→ THE PROBLEM
Using the records below, locate all lines containing "that" and return them.

═══ STORED DATA

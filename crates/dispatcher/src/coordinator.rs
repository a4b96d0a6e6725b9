//! Run coordinator: single-writer lock, per-alert sweep, backlog check and
//! heartbeat, repeated on a fixed interval.

use std::sync::Arc;
use std::time::{Duration, Instant};

use sqlx::PgPool;

use newswire_common::config::AppConfig;
use newswire_common::error::DispatchError;
use newswire_common::types::Channel;
use newswire_engine::alerts::{ActiveAlert, AlertCatalog};
use newswire_engine::catalog::{CatalogSchema, ensure_delivery_tables};
use newswire_engine::matcher::ArticleMatcher;
use newswire_engine::preferences::PreferenceResolver;
use newswire_notifier::escalation::Escalator;
use newswire_notifier::sender::SenderRegistry;

use crate::backlog::BacklogMonitor;
use crate::dispatch::{Dispatcher, OwnerBudget};
use crate::health::LastRun;
use crate::heartbeat;
use crate::summary::{RunSummary, elapsed_ms};
use crate::sweep;

#[derive(Debug, Clone)]
pub enum RunOutcome {
    Completed(RunSummary),
    /// Another instance holds the run lock.
    Skipped,
}

/// Delay after a failed run: a tenth of the poll interval, within [3s, 30s].
pub fn failure_backoff(poll_interval_sec: u64) -> Duration {
    Duration::from_secs((poll_interval_sec / 10).clamp(3, 30))
}

pub struct RunCoordinator {
    pool: PgPool,
    config: AppConfig,
    dispatcher: Dispatcher,
    escalator: Arc<Escalator>,
    backlog: BacklogMonitor,
    last_run: LastRun,
}

impl RunCoordinator {
    pub fn new(
        pool: PgPool,
        config: AppConfig,
        senders: SenderRegistry,
        escalator: Arc<Escalator>,
    ) -> Self {
        let dispatcher = Dispatcher::new(&config.dispatch, senders, escalator.clone());
        let backlog = BacklogMonitor::new(&config.dispatch);
        Self {
            pool,
            config,
            dispatcher,
            escalator,
            backlog,
            last_run: LastRun::default(),
        }
    }

    /// Share the last-run slot with the health endpoint.
    pub fn last_run(&self) -> LastRun {
        self.last_run.clone()
    }

    /// Poll forever. A failed run is logged and retried after a short pause.
    pub async fn run(&self) -> anyhow::Result<()> {
        let interval = Duration::from_secs(self.config.poll_interval_sec.max(1));
        let backoff = failure_backoff(self.config.poll_interval_sec);

        tracing::info!(
            poll_interval_sec = interval.as_secs(),
            escalation = self.escalator.enabled(),
            "Dispatch loop started"
        );

        loop {
            let delay = match self.run_once().await {
                Ok(_) => interval,
                Err(e) => {
                    tracing::error!(error = %e, backoff_sec = backoff.as_secs(), "Dispatch run failed");
                    backoff
                }
            };
            tokio::time::sleep(delay).await;
        }
    }

    /// One sweep under the advisory lock.
    pub async fn run_once(&self) -> Result<RunOutcome, DispatchError> {
        let started = Instant::now();

        // Transaction-scoped lock: released on commit, rollback or a dropped connection.
        let mut lock = self.pool.begin().await?;
        let (locked,): (bool,) = sqlx::query_as("SELECT pg_try_advisory_xact_lock($1)")
            .bind(self.config.advisory_lock_key)
            .fetch_one(&mut *lock)
            .await?;

        if !locked {
            lock.rollback().await?;
            tracing::info!(reason = "advisory_lock_busy", "Dispatch run skipped");
            return Ok(RunOutcome::Skipped);
        }

        let mut summary = RunSummary::start();
        let result = self.sweep(&mut summary).await;
        lock.rollback().await?;

        if let Err(e) = result {
            summary.fail(started, &e);
            summary.log_failure();
            *self.last_run.write().await = Some(summary);
            return Err(e);
        }
        summary.finish(started);

        if let Err(e) = heartbeat::touch(&self.config.heartbeat_file).await {
            tracing::warn!(
                path = %self.config.heartbeat_file.display(),
                error = %e,
                "Heartbeat write failed"
            );
        }

        summary.log();
        *self.last_run.write().await = Some(summary.clone());
        Ok(RunOutcome::Completed(summary))
    }

    /// Counters accumulate into `summary` even when the sweep aborts part way.
    async fn sweep(&self, summary: &mut RunSummary) -> Result<(), DispatchError> {
        let settings = &self.config.dispatch;

        let schema = CatalogSchema::introspect(&self.pool).await?;
        ensure_delivery_tables(&self.pool).await?;
        let matcher = ArticleMatcher::new(schema, settings.cursor_overlap_sec);

        let alerts = AlertCatalog::load_active(&self.pool).await?;
        summary.checked = alerts.len() as u64;

        let mut resolver = PreferenceResolver::new(
            settings.default_dedupe_window_sec,
            settings.default_priority_categories.clone(),
        );
        let mut budget = OwnerBudget::new(settings.max_per_user);

        for active in &alerts {
            let channel = match active.alert.channel.parse::<Channel>() {
                Ok(channel) => channel,
                Err(e) => {
                    tracing::warn!(alert_id = %active.alert.id, error = %e, "Alert skipped");
                    continue;
                }
            };

            if let Err(e) = self
                .process_alert(&matcher, &mut resolver, &mut budget, active, channel, summary)
                .await
            {
                summary.alert_errors += 1;
                tracing::error!(
                    alert_id = %active.alert.id,
                    saved_search_id = %active.search.id,
                    error = %e,
                    "Alert processing failed"
                );
            }
        }

        let backlog_started = Instant::now();
        summary.backlog = self.backlog.check(&self.pool, &self.escalator).await?;
        summary.timings.backlog_ms = elapsed_ms(backlog_started);

        Ok(())
    }

    async fn process_alert(
        &self,
        matcher: &ArticleMatcher,
        resolver: &mut PreferenceResolver,
        budget: &mut OwnerBudget,
        active: &ActiveAlert,
        channel: Channel,
        summary: &mut RunSummary,
    ) -> Result<(), DispatchError> {
        let prefs = resolver.resolve(&self.pool, active.alert.user_id).await?;

        sweep::claim_new_matches(
            &self.pool,
            matcher,
            active,
            &prefs,
            self.config.dispatch.match_limit(),
            summary,
        )
        .await?;

        self.dispatcher
            .dispatch_alert(&self.pool, matcher, active, channel, &prefs, budget, summary)
            .await
    }
}
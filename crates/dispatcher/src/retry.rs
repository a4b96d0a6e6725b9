//! Retry bookkeeping: exponential backoff and terminal delivery updates.
//!
//! Both updates refuse to touch a row that is already `SENT`, so a delivery
//! can never regress from its terminal state.

use sqlx::PgConnection;
use uuid::Uuid;

use newswire_common::config::DispatchSettings;
use newswire_common::error::DispatchError;
use newswire_common::text::truncate_chars;

/// Longest error string stored on a delivery.
pub const MAX_ERROR_CHARS: usize = 500;

/// `min(cap, base * 2^(attempt - 1))`, saturating.
pub fn compute_backoff(attempt: i32, base_sec: u64, cap_sec: u64) -> u64 {
    let exponent = attempt.saturating_sub(1).max(0) as u32;
    let factor = 2u64.checked_pow(exponent).unwrap_or(u64::MAX);
    base_sec.saturating_mul(factor).min(cap_sec)
}

#[derive(Debug, Clone, Copy, PartialEq, Eq)]
pub struct RetryPolicy {
    pub max_attempts: i32,
    pub base_sec: u64,
    pub cap_sec: u64,
}

impl RetryPolicy {
    pub fn from_settings(settings: &DispatchSettings) -> Self {
        Self {
            max_attempts: settings.max_attempts,
            base_sec: settings.retry_base_sec,
            cap_sec: settings.retry_max_sec,
        }
    }

    pub fn backoff(&self, attempt: i32) -> u64 {
        compute_backoff(attempt, self.base_sec, self.cap_sec)
    }

    /// Whether `attempt` used up the retry budget.
    pub fn exhausted(&self, attempt: i32) -> bool {
        attempt >= self.max_attempts
    }
}

/// Result of recording one failed attempt.
#[derive(Debug, Clone, Copy, PartialEq, Eq)]
pub enum FailureRecord {
    /// Scheduled for another attempt after `backoff_sec`.
    Retrying { attempt: i32, backoff_sec: u64 },
    /// Attempt budget exhausted; the delivery leaves the due set for good.
    GaveUp { attempt: i32 },
    /// The row was already `SENT` (or gone); nothing changed.
    Untouched,
}

/// Record a failed attempt for a delivery whose stored attempt count is
/// `attempt_count`.
pub async fn mark_failed(
    conn: &mut PgConnection,
    policy: &RetryPolicy,
    delivery_id: Uuid,
    attempt_count: i32,
    error: &str,
) -> Result<FailureRecord, DispatchError> {
    let next_attempt = attempt_count.saturating_add(1);
    let backoff_sec = policy.backoff(next_attempt);

    let row: Option<(i32,)> = sqlx::query_as(
        r#"
        UPDATE alert_deliveries
        SET status = 'FAILED',
            error = $2,
            attempt_count = attempt_count + 1,
            last_attempt_at = now(),
            next_attempt_at = now() + make_interval(secs => $3)
        WHERE id = $1
          AND status <> 'SENT'
        RETURNING attempt_count
        "#,
    )
    .bind(delivery_id)
    .bind(truncate_chars(error, MAX_ERROR_CHARS))
    .bind(backoff_sec as f64)
    .fetch_optional(&mut *conn)
    .await?;

    let Some((attempt,)) = row else {
        return Ok(FailureRecord::Untouched);
    };

    if policy.exhausted(attempt) {
        Ok(FailureRecord::GaveUp { attempt })
    } else {
        Ok(FailureRecord::Retrying {
            attempt,
            backoff_sec,
        })
    }
}

/// Mark deliveries delivered. Returns the number of rows that changed.
pub async fn mark_sent(conn: &mut PgConnection, delivery_ids: &[Uuid]) -> Result<u64, DispatchError> {
    if delivery_ids.is_empty() {
        return Ok(0);
    }

    let result = sqlx::query(
        r#"
        UPDATE alert_deliveries
        SET status = 'SENT',
            error = NULL,
            delivered_at = now(),
            attempt_count = attempt_count + 1,
            last_attempt_at = now(),
            next_attempt_at = now()
        WHERE id = ANY($1)
          AND status <> 'SENT'
        "#,
    )
    .bind(delivery_ids)
    .execute(&mut *conn)
    .await?;

    Ok(result.rows_affected())
}
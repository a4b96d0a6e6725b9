//! Matching and claiming side of the alert dispatcher.
//!
//! Per alert: resolve the owner's preferences, match the saved search against
//! the article catalog, derive dedupe keys, claim deliveries and advance the
//! alert's cursor.

pub mod alerts;
pub mod catalog;
pub mod claimer;
pub mod cursor;
pub mod dedupe;
pub mod matcher;
pub mod preferences;
pub mod priority;
//! Liveness heartbeat for the external watchdog.

use std::path::Path;

use chrono::Utc;

use newswire_common::error::DispatchError;

/// Atomically replace the heartbeat file with the current unix timestamp.
pub async fn touch(path: &Path) -> Result<(), DispatchError> {
    if let Some(parent) = path.parent()
        && !parent.as_os_str().is_empty()
    {
        tokio::fs::create_dir_all(parent).await?;
    }

    let mut tmp = path.as_os_str().to_owned();
    tmp.push(".tmp");

    tokio::fs::write(&tmp, format!("{}\n", Utc::now().timestamp())).await?;
    tokio::fs::rename(&tmp, path).await?;
    Ok(())
}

══════

→ EXERCISE RESPONSE
//! Both updates refuse to touch a row that is already `SENT`, so a delivery
/// Mark deliveries delivered. Returns the number of rows that changed.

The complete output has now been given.